Warning to gay and bisexual men over ‘nasty’ new strain of chlamydia
A new strain of chlamydia that may make it easier to catch HIV is becoming “widespread” among gay and bisexual men, a sexual health charity has warned.
According to Terrence Higgins Trust (THT), lymphogranuloma venereum, or LVG, is a serious sexually transmitted infection that attacks the lymph nodes.
It first arrived in the UK in 2004 and has been spreading in gay and bisexual men. Last year, 193 men were diagnosed with the infection and, in the first six months of 2010, 190 men have been diagnosed, many of whom also have HIV.
Symptoms include constipation, bleeding and discharge from the rectum, painful inflammation and painful anal abscesses or ulcers.
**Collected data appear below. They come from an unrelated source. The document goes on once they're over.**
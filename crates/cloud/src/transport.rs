//! [`JobTransport`] for the RunPod queue.

use std::collections::BTreeMap;

use comfyrun_core::error::CoreError;
use comfyrun_core::graph::TaskGraph;
use comfyrun_core::job::{JobStatus, JobTransport};
use comfyrun_core::types::JobId;

use crate::client::{RunInput, RunPodClient, RunPodError};
use crate::status::map_status;

/// One remote job's transport: the client plus the per-request
/// reference images and output mode sent along with the workflow.
///
/// There is no engine to health-check on this side, so
/// [`health_check`](JobTransport::health_check) stays `None`.
pub struct RemoteTransport {
    client: RunPodClient,
    reference_images: BTreeMap<String, String>,
    return_base64: bool,
}

impl RemoteTransport {
    pub fn new(client: RunPodClient) -> Self {
        Self {
            client,
            reference_images: BTreeMap::new(),
            return_base64: true,
        }
    }

    pub fn with_reference_images(mut self, images: BTreeMap<String, String>) -> Self {
        self.reference_images = images;
        self
    }

    pub fn with_return_base64(mut self, return_base64: bool) -> Self {
        self.return_base64 = return_base64;
        self
    }
}

#[async_trait::async_trait]
impl JobTransport for RemoteTransport {
    async fn submit(&self, graph: &TaskGraph) -> Result<JobId, CoreError> {
        let workflow = serde_json::to_value(graph)
            .map_err(|e| CoreError::Internal(format!("Failed to serialize workflow: {e}")))?;

        let input = RunInput {
            workflow: &workflow,
            reference_images: &self.reference_images,
            return_base64: self.return_base64,
        };

        match self.client.run(input).await {
            Ok(resp) => {
                tracing::info!(
                    job_id = %resp.id,
                    queue_status = resp.status.as_deref().unwrap_or("unknown"),
                    endpoint = %self.client.endpoint_url(),
                    reference_images = self.reference_images.len(),
                    "Workflow queued on RunPod",
                );
                Ok(resp.id)
            }
            Err(RunPodError::ApiError { status, body }) => Err(CoreError::Submission(format!(
                "RunPod rejected the job ({status}): {body}"
            ))),
            Err(e) => Err(CoreError::Submission(e.to_string())),
        }
    }

    async fn poll_status(&self, job_id: &str) -> Result<JobStatus, CoreError> {
        let response = self.client.status(job_id).await?;
        Ok(map_status(job_id, &response))
    }
}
Left untreated, the infection can cause serious damage and in severe cases, can permanently damage the rectum and require surgery.
Having the infection makes it more likely men will catch diseases such as HIV, hepatitis C and syphilis.
THT say that in most cases, LGV was caught anally and activities such as unprotected anal sex, fisting or sharing sex toys can spread the disease. Men are encouraged not to share sex toys or put a fresh condom on them between each new partner.
The charity also advises men who believe they may have picked up the infection to visit a sexual clinic as GPs may misdiagnose the problem. If caught early, LGV can be cured within three weeks with antibiotic use.
Alan Wardle, head of health promotion at THT, said: “LGV is a newcomer to the gay scene, and a particularly nasty one. Not only are its symptoms pretty unpleasant, having LGV means it’s much easier to pick up or pass on other STIs, including HIV, Hep C, and syphilis.
“Early warning signs that you may have LGV include constipation, inflammation, pain or bleeding from the rectum. If you start showing these symptoms, the best thing to do is quickly get yourself to the nearest GUM clinic for a test. When going for a check-up, ask for your bum to be checked for chlamydia if the clinic doesn’t already do this. And don’t have any kind of sex until you’ve been checked and treated.”